In 1975, Kubiak received his bachelor's degree with honors in chemistry from Brown University. He also received a Ph.D. in chemistry from the University of Rochester in 1980, where he was a Sherman Clarke Fellow and an Elon Huntington Hooker Fellow.

== Career ==
After receiving his Ph. D., Kubiak performed postdoctoral research at the Massachusetts Institute of Technology with Mark S. Wrighton, where he worked from 1980 to 1981. In 1982, Kubiak joined the faculty of Purdue University as an assistant professor; in 1987, he became an associate professor, before becoming a full professor in 1990. During this time, he was also named the Robert A. Wheland Visiting Professor at the University of Chicago in 1997.

In 1998, Kubiak left Purdue University and moved to the University of California, San Diego as the Harold C. Urey Endowed Chair Professor in Chemistry.
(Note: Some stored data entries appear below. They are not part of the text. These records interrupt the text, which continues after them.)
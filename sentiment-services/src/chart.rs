//! Chart Data Adapter
//!
//! Repackages already-derived series into the payload consumed by the
//! rendering layer. No scoring or classification happens here.

use itertools::Itertools;
use sentiment_core::{
    AxisDomain, ChartPayload, LegendEntry, ReferenceLine, SentimentCategory, SourceColor,
    SourceSeries, SourceSummary,
};
use tracing::{debug, warn};

use crate::aggregator::DEFAULT_EXCERPT_CHARS;
use crate::SourcePalette;

/// Configuration for chart output
#[derive(Debug, Clone)]
pub struct ChartConfig {
    /// Lower bound of the score axis before widening
    pub domain_min: i64,
    /// Upper bound of the score axis before widening
    pub domain_max: i64,
    /// Maximum title characters kept in a point's excerpt
    pub excerpt_chars: usize,
    /// Approximate number of labels on the time axis
    pub target_x_ticks: usize,
}

impl Default for ChartConfig {
    fn default() -> Self {
        Self {
            domain_min: -10,
            domain_max: 10,
            excerpt_chars: DEFAULT_EXCERPT_CHARS,
            target_x_ticks: 7,
        }
    }
}

/// Builds [`ChartPayload`]s
#[derive(Debug, Clone)]
pub struct ChartDataAdapter {
    config: ChartConfig,
    palette: SourcePalette,
}

impl ChartDataAdapter {
    pub fn new(config: ChartConfig, palette: SourcePalette) -> Self {
        Self { config, palette }
    }

    pub fn to_chart_payload(
        &self,
        series: Vec<SourceSeries>,
        summaries: Vec<SourceSummary>,
    ) -> ChartPayload {
        let domain = self.domain_for(&series);
        let total_points: usize = series.iter().map(SourceSeries::len).sum();

        let source_colors = series
            .iter()
            .map(|s| SourceColor {
                source: s.source.clone(),
                color: self.palette.color_for(&s.source).to_string(),
            })
            .collect();

        let x_tick_interval = if total_points == 0 {
            0
        } else {
            total_points.div_ceil(self.config.target_x_ticks.max(1))
        };

        debug!(
            "Built chart payload: {} series, {} points, domain [{}, {}]",
            series.len(),
            total_points,
            domain.min,
            domain.max
        );

        ChartPayload {
            series,
            domain,
            reference_lines: reference_lines(),
            ticks: ticks(domain),
            legend: legend(),
            source_colors,
            summaries,
            x_tick_interval,
        }
    }

    /// Configured domain, widened to the category boundaries and to any
    /// score that falls outside it
    fn domain_for(&self, series: &[SourceSeries]) -> AxisDomain {
        let configured = AxisDomain::new(self.config.domain_min, self.config.domain_max);
        let base = SentimentCategory::ALL
            .iter()
            .filter_map(SentimentCategory::upper_bound)
            .fold(configured, AxisDomain::widened_to);

        let domain = series
            .iter()
            .filter_map(SourceSeries::score_range)
            .fold(base, |domain, (min, max)| domain.widened_to(min).widened_to(max));

        if domain != base {
            warn!(
                "Scores exceed configured domain [{}, {}]; widened to [{}, {}]",
                base.min, base.max, domain.min, domain.max
            );
        }
        domain
    }
}

/// One line per finite category boundary, at the category's upper edge
fn reference_lines() -> Vec<ReferenceLine> {
    SentimentCategory::ALL
        .iter()
        .filter_map(|category| {
            let meta = category.metadata();
            category.upper_bound().map(|score| ReferenceLine {
                score,
                category: *category,
                label: meta.label.to_string(),
                color: meta.color.to_string(),
                pattern: meta.pattern,
            })
        })
        .collect()
}

fn legend() -> Vec<LegendEntry> {
    SentimentCategory::ALL
        .iter()
        .map(|category| {
            let meta = category.metadata();
            LegendEntry {
                category: *category,
                label: meta.label.to_string(),
                color: meta.color.to_string(),
                pattern: meta.pattern,
                bound_label: category.bound_label(),
            }
        })
        .collect()
}

fn ticks(domain: AxisDomain) -> Vec<i64> {
    SentimentCategory::ALL
        .iter()
        .filter_map(SentimentCategory::upper_bound)
        .chain([domain.min, 0, domain.max])
        .sorted()
        .dedup()
        .collect()
}
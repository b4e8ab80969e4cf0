//! Pipeline services for news sentiment charts
//!
//! Each stage is a pure function of its input: items are scored against a
//! lexicon, classified into sentiment buckets, grouped into per-source time
//! series and finally packaged for a chart renderer.

pub mod aggregator;
pub mod chart;
pub mod classifier;
pub mod lexicon;
pub mod palette;
pub mod pipeline;
pub mod scorer;

pub use aggregator::{parse_published_at, timestamp_label, Aggregation, SeriesAggregator};
pub use chart::{ChartConfig, ChartDataAdapter};
pub use classifier::SentimentRangeClassifier;
pub use lexicon::Lexicon;
pub use palette::SourcePalette;
pub use pipeline::{PipelineOutput, SentimentPipeline};
pub use scorer::TextSentimentScorer;
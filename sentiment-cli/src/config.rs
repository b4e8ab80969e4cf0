//! Command-line arguments and the pipeline configuration derived from them

use std::path::PathBuf;

use anyhow::{Context, Result};
use clap::{Parser, ValueEnum};
use sentiment_core::SourceFilter;
use sentiment_services::{ChartConfig, Lexicon, SourcePalette};
use tracing::{debug, info};

/// News sentiment charting - scores headlines and builds per-source series
#[derive(Parser, Debug)]
#[command(version, about, long_about = None)]
pub struct Args {
    /// NewsAPI-style JSON document or array of articles (reads stdin when omitted or "-")
    pub input: Option<PathBuf>,

    /// JSON lexicon file ({"word": weight}); built-in word lists when omitted
    #[arg(short, long, env = "SENTIMENT_LEXICON")]
    pub lexicon: Option<PathBuf>,

    /// JSON source color file ({"Source Name": "color"})
    #[arg(short, long, env = "SENTIMENT_PALETTE")]
    pub palette: Option<PathBuf>,

    /// Only include one source id (e.g. "reuters", "bbc-news"), or "all"
    #[arg(short, long, env = "SENTIMENT_SOURCE", default_value = "all")]
    pub source: SourceFilter,

    /// Lower bound of the score axis
    #[arg(long, default_value_t = -10, allow_hyphen_values = true)]
    pub domain_min: i64,

    /// Upper bound of the score axis
    #[arg(long, default_value_t = 10, allow_hyphen_values = true)]
    pub domain_max: i64,

    /// Title characters kept in chart tooltips
    #[arg(long, default_value_t = 30)]
    pub excerpt_chars: usize,

    /// What to print
    #[arg(short, long, value_enum, default_value_t = OutputKind::Chart)]
    pub output: OutputKind,

    /// Pretty-print JSON output
    #[arg(long)]
    pub pretty: bool,
}

#[derive(Debug, Clone, Copy, PartialEq, Eq, ValueEnum)]
pub enum OutputKind {
    /// Chart-ready payload only
    Chart,
    /// Classified items for card/list display
    Items,
    /// Items, payload and excluded items
    Full,
}

impl Args {
    pub fn chart_config(&self) -> ChartConfig {
        ChartConfig {
            domain_min: self.domain_min,
            domain_max: self.domain_max,
            excerpt_chars: self.excerpt_chars,
            ..ChartConfig::default()
        }
    }

    pub fn load_lexicon(&self) -> Result<Lexicon> {
        match &self.lexicon {
            Some(path) => Lexicon::from_file(path)
                .with_context(|| format!("Failed to load lexicon from {}", path.display())),
            None => {
                debug!("Using built-in lexicon");
                Ok(Lexicon::builtin())
            }
        }
    }

    pub fn load_palette(&self) -> Result<SourcePalette> {
        match &self.palette {
            Some(path) => SourcePalette::from_file(path)
                .with_context(|| format!("Failed to load palette from {}", path.display())),
            None => Ok(SourcePalette::default()),
        }
    }

    /// `None` means stdin
    pub fn input_path(&self) -> Option<&PathBuf> {
        self.input.as_ref().filter(|p| p.as_os_str() != "-")
    }

    pub fn log_summary(&self) {
        info!(
            "Source filter: {}, domain [{}, {}], output {:?}",
            self.source, self.domain_min, self.domain_max, self.output
        );
    }
}

#[cfg(test)]
mod tests {
    use super::*;

    #[test]
    fn test_defaults() {
        let args = Args::try_parse_from(["sentiment-cli"]).unwrap();
        assert_eq!(args.source, SourceFilter::All);
        assert_eq!(args.output, OutputKind::Chart);
        assert!(args.input_path().is_none());

        let config = args.chart_config();
        assert_eq!(config.domain_min, -10);
        assert_eq!(config.domain_max, 10);
        assert_eq!(config.target_x_ticks, 7);
    }

    #[test]
    fn test_overrides() {
        let args = Args::try_parse_from([
            "sentiment-cli",
            "news.json",
            "--source",
            "bbc-news",
            "--domain-min",
            "-20",
            "--output",
            "items",
            "--pretty",
        ])
        .unwrap();

        assert_eq!(args.source, SourceFilter::Source("bbc-news".to_string()));
        assert_eq!(args.domain_min, -20);
        assert_eq!(args.output, OutputKind::Items);
        assert!(args.pretty);
        assert_eq!(args.input_path(), Some(&PathBuf::from("news.json")));
    }

    #[test]
    fn test_dash_reads_stdin() {
        let args = Args::try_parse_from(["sentiment-cli", "-"]).unwrap();
        assert!(args.input_path().is_none());
    }
}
During his time at UCSD, he has also held the position of Chairman of the Department of Chemistry and Biochemistry from 2002 to 2006, and was named Distinguished Professor in Chemistry and Biochemistry in 2008. In 2012, he was also appointed to the position of Visiting Associate in Chemistry at the Joint Center for Artificial Photosynthesis (JCAP) at the California Institute of Technology. He was also an Invited Visiting Professor of electrocatalysis at the Paris Diderot University in 2014, and has been appointed to additional visiting positions at Tohoku University and the University of Erlangen.

Kubiak has also served on the editorial advisory boards of several publications, such as Accounts of Chemical Research, Inorganic Chemistry, and Materials Science in Semiconductor Processing.

== Research ==
The Kubiak Research Group at the Department of Chemistry and Biochemistry Graduate Program in Materials Science and Engineering currently studies the reduction of carbon dioxide by means of electrocatalysis and photoelectrocatalysis. In addition, his team has expanded research regarding electron-transfer reactions, which can be used in the advancement of molecular electronic devices.

=== Contributions to nanoscience ===
Kubiak was involved in the research of nanoscience, with a focus on self-assembled monolayers, from its early days in the 1990s. His work in this field has included research into gold nanoclusters and molecular conductivity.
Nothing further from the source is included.